- What is expected:
Go through the material underneath and show every line where the string "usize" occurs.

━━ Input data ━━

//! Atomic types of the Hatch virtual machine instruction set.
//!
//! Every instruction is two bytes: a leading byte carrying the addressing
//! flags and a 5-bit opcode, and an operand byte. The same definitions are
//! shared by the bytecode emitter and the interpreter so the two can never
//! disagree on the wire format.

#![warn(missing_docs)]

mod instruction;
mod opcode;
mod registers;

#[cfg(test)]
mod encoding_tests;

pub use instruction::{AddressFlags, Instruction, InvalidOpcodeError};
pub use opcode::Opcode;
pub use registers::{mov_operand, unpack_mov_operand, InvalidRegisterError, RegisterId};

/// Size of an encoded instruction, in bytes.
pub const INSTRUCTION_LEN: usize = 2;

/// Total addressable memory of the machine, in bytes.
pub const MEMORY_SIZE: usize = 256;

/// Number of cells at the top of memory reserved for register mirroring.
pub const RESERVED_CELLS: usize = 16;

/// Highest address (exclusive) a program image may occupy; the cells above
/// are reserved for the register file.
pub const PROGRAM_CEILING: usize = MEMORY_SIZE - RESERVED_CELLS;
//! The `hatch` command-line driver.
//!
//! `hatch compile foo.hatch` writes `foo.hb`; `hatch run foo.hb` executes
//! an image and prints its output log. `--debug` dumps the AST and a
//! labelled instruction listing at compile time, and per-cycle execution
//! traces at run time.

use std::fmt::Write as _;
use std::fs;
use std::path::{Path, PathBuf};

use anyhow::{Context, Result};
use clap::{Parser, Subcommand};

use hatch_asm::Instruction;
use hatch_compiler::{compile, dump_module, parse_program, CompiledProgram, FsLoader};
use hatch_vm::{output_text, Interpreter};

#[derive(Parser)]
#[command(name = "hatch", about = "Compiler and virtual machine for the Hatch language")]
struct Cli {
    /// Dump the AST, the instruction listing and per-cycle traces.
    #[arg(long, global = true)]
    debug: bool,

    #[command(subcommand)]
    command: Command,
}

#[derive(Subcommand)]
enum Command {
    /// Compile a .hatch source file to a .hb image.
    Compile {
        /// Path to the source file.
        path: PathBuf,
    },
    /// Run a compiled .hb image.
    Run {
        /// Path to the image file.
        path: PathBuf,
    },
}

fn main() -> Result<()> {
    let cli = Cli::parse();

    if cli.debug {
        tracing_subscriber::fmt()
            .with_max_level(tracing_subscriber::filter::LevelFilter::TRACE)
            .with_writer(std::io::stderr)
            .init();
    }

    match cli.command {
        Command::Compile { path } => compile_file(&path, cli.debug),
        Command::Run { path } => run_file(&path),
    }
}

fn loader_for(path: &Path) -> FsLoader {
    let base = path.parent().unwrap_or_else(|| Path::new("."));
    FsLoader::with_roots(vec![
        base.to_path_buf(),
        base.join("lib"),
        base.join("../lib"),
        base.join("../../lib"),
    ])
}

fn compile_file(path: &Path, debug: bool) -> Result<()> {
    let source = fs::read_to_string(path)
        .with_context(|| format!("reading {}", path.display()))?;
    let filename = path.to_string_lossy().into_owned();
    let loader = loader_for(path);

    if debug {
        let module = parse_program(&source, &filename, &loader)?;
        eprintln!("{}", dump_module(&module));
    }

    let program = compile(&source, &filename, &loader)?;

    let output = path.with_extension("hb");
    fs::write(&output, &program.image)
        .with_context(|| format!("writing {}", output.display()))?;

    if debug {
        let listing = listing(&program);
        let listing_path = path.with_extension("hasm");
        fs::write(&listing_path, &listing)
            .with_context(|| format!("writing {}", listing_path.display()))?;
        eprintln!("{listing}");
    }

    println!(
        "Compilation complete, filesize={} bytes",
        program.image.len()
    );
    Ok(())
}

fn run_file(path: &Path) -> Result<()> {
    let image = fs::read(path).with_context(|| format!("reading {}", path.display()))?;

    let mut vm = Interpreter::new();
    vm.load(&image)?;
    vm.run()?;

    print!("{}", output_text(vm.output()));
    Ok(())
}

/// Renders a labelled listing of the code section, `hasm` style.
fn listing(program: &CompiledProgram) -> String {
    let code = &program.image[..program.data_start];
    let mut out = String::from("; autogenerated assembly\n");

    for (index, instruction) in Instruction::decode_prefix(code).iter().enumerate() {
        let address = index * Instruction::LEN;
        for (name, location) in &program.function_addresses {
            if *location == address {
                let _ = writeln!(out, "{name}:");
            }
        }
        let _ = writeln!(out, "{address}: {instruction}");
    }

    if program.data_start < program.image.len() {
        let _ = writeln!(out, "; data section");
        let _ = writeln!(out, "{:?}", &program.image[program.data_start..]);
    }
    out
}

━━━

- Answer:
pub const INSTRUCTION_LEN: usize = 2;
pub const MEMORY_SIZE: usize = 256;
pub const RESERVED_CELLS: usize = 16;
pub const PROGRAM_CEILING: usize = MEMORY_SIZE - RESERVED_CELLS;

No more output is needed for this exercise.